• **Problem description**
Each line below from the one containing "network was only" through the one containing "handlers: crate::phase::DynamicEnvironmentHandlerType::ALL" is to be given again exactly, and no line outside that span.

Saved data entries
☆ ☆ ☆ ☆ ☆ ☆ ☆

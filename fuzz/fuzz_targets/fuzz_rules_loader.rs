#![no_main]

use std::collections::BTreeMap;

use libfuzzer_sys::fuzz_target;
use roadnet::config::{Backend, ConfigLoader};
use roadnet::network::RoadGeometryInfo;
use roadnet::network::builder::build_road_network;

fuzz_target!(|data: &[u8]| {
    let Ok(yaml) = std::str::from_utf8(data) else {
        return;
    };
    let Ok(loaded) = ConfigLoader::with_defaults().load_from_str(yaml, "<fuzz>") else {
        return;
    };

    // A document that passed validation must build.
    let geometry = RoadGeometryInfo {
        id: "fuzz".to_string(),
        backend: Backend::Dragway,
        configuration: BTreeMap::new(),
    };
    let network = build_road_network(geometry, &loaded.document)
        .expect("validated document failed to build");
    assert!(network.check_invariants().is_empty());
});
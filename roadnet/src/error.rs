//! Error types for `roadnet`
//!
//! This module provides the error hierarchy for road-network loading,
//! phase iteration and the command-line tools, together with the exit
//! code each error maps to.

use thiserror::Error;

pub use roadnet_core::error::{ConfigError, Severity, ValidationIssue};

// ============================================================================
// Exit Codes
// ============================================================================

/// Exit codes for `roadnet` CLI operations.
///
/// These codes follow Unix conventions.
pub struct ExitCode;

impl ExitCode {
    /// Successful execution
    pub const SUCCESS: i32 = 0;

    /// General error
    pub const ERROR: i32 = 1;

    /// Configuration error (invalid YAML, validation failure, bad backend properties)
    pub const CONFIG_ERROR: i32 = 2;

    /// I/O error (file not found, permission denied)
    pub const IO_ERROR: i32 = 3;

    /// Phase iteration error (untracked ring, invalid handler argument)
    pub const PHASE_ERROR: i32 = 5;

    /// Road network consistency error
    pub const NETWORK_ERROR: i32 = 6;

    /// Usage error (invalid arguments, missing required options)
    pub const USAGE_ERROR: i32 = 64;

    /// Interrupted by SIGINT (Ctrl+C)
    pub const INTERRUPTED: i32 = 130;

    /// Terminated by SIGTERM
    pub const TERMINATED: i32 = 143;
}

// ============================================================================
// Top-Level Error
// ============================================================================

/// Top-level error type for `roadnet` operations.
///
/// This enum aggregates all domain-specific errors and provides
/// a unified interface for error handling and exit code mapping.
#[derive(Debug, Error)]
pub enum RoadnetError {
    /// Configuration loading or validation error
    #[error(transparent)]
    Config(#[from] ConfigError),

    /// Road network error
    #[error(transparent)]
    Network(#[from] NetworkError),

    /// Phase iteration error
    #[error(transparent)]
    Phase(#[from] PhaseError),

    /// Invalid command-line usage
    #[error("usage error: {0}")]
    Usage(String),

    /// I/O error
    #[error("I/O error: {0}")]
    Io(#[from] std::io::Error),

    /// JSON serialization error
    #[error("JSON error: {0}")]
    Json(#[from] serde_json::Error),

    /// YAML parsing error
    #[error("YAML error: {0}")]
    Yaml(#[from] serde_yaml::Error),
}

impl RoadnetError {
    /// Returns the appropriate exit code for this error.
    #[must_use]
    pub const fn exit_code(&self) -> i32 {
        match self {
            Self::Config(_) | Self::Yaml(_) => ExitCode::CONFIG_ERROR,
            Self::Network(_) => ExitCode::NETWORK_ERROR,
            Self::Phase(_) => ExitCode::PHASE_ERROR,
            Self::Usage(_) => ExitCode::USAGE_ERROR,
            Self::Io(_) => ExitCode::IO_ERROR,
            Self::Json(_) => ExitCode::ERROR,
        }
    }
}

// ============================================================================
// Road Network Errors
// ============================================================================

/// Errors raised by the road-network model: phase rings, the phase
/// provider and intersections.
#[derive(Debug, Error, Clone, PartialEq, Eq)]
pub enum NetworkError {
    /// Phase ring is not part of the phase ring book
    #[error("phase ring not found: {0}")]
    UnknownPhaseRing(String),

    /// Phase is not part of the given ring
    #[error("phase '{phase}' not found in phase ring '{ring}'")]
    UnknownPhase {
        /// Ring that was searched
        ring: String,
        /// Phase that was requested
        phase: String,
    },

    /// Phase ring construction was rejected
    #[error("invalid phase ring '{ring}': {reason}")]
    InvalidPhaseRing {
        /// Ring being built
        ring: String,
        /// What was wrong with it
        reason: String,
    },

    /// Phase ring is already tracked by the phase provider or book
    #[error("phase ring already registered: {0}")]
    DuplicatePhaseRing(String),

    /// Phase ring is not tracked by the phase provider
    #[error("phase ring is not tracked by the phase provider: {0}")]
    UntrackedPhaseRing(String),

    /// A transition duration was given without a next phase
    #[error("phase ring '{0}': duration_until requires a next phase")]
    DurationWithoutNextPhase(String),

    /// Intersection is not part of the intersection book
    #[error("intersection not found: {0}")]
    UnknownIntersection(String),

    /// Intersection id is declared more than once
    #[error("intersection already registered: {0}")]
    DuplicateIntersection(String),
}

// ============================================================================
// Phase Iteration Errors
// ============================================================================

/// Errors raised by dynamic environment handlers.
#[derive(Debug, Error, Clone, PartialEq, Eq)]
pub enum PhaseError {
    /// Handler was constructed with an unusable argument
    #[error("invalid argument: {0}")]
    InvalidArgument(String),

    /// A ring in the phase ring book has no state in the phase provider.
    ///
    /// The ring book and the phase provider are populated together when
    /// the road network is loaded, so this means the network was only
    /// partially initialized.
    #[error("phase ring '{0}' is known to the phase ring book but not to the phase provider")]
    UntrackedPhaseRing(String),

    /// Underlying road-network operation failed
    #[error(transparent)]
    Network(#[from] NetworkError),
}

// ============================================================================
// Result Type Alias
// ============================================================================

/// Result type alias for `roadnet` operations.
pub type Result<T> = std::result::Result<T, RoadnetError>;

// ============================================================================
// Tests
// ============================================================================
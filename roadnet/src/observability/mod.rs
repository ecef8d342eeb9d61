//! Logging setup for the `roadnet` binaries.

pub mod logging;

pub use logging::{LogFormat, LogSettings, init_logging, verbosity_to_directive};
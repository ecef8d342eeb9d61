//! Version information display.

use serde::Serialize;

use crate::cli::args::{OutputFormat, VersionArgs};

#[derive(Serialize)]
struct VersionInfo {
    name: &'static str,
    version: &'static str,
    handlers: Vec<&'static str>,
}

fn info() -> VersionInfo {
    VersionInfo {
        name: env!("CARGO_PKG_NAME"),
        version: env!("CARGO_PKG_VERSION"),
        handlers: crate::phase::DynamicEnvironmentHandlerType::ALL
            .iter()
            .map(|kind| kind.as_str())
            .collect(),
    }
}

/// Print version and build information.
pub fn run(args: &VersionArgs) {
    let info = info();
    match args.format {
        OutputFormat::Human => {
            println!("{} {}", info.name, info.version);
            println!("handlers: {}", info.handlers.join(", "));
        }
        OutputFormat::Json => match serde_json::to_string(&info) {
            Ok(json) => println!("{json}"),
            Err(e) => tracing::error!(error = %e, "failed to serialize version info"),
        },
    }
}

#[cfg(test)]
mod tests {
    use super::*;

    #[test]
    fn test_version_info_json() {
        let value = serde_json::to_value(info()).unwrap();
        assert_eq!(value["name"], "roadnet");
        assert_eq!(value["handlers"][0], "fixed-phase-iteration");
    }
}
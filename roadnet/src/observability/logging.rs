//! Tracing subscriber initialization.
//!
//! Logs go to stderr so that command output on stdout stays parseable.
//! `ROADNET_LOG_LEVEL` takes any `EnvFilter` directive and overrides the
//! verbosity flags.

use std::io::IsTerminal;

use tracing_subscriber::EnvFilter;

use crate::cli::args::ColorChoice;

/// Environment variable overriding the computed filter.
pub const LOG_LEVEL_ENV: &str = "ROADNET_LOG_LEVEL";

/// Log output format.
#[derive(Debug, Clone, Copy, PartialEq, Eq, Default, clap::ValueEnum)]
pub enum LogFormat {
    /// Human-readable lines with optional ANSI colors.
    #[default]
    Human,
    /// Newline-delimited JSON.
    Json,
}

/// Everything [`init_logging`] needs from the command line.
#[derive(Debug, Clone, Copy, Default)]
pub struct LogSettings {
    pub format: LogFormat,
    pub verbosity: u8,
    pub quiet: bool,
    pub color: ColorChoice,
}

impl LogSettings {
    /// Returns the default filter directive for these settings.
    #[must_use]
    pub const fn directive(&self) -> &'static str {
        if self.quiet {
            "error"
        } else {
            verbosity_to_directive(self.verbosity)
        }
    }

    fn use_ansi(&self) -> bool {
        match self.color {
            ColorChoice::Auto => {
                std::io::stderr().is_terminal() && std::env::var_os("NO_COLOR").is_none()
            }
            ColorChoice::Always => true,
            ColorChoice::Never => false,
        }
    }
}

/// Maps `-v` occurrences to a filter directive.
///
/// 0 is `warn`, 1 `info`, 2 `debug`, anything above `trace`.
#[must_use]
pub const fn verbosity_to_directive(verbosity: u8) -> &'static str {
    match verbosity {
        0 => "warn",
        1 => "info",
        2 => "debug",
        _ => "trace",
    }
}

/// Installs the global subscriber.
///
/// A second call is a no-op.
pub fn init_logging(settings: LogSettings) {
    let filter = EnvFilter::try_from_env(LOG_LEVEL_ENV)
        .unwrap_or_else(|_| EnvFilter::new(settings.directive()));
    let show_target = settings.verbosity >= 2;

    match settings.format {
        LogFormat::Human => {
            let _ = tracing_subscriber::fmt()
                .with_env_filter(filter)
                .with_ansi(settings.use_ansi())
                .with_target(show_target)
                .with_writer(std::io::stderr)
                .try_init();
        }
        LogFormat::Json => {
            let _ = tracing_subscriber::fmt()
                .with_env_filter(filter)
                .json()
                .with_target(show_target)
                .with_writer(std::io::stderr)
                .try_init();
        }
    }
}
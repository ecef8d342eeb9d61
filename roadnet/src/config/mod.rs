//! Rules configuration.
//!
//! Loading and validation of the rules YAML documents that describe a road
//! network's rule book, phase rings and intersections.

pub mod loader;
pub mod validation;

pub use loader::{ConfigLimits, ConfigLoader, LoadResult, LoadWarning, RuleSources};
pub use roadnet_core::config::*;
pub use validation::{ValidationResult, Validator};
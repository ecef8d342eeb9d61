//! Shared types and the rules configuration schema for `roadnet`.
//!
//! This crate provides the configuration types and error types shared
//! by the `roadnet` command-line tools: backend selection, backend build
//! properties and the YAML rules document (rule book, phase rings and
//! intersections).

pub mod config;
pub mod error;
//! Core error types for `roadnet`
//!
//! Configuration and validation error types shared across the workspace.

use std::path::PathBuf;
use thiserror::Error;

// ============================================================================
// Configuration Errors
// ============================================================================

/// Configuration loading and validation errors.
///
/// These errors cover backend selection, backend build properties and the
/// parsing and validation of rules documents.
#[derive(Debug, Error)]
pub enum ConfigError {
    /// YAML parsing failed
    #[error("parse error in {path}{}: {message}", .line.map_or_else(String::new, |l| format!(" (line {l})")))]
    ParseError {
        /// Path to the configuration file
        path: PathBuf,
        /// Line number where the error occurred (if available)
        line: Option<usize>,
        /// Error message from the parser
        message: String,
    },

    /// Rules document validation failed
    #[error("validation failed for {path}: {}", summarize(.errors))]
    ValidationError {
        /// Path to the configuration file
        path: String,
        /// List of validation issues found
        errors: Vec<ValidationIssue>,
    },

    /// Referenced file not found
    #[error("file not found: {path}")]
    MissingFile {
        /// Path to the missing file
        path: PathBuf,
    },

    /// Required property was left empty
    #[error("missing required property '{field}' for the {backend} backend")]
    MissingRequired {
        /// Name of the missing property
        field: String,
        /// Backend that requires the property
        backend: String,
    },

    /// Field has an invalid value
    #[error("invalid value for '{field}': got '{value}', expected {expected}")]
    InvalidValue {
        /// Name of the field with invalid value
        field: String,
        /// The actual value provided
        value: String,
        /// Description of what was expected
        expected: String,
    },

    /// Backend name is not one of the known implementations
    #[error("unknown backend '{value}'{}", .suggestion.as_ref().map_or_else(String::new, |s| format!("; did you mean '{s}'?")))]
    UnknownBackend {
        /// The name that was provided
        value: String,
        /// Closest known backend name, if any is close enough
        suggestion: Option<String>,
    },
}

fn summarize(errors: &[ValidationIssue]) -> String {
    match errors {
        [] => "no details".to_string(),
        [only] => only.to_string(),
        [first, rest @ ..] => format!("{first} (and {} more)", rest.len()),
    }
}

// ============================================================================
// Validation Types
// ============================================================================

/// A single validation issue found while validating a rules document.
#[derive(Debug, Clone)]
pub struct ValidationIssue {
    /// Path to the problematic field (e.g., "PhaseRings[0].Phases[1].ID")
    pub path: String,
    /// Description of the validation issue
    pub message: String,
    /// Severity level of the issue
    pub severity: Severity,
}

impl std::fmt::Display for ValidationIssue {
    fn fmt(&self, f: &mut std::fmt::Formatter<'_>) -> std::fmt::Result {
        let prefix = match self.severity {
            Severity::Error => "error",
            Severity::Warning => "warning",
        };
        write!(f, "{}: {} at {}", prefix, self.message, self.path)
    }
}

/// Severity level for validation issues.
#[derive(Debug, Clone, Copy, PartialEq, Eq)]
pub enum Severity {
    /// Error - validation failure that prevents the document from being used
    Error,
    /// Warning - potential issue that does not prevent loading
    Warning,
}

☆ ☆ ☆ ☆ ☆ ☆ ☆

• **Solution for this task**
    /// the road network is loaded, so this means the network was only
    /// partially initialized.
    #[error("phase ring '{0}' is known to the phase ring book but not to the phase provider")]
    UntrackedPhaseRing(String),

    /// Underlying road-network operation failed
    #[error(transparent)]
    Network(#[from] NetworkError),
}

// ============================================================================
// Result Type Alias
// ============================================================================

/// Result type alias for `roadnet` operations.
pub type Result<T> = std::result::Result<T, RoadnetError>;

// ============================================================================
// Tests
// ============================================================================
filename roadnet/src/observability/mod.rs
repository ecef8d342eeb9d61
//! Logging setup for the `roadnet` binaries.

pub mod logging;

pub use logging::{LogFormat, LogSettings, init_logging, verbosity_to_directive};
repository ecef8d342eeb9d61
//! Version information display.

use serde::Serialize;

use crate::cli::args::{OutputFormat, VersionArgs};

#[derive(Serialize)]
struct VersionInfo {
    name: &'static str,
    version: &'static str,
    handlers: Vec<&'static str>,
}

fn info() -> VersionInfo {
    VersionInfo {
        name: env!("CARGO_PKG_NAME"),
        version: env!("CARGO_PKG_VERSION"),
        handlers: crate::phase::DynamicEnvironmentHandlerType::ALL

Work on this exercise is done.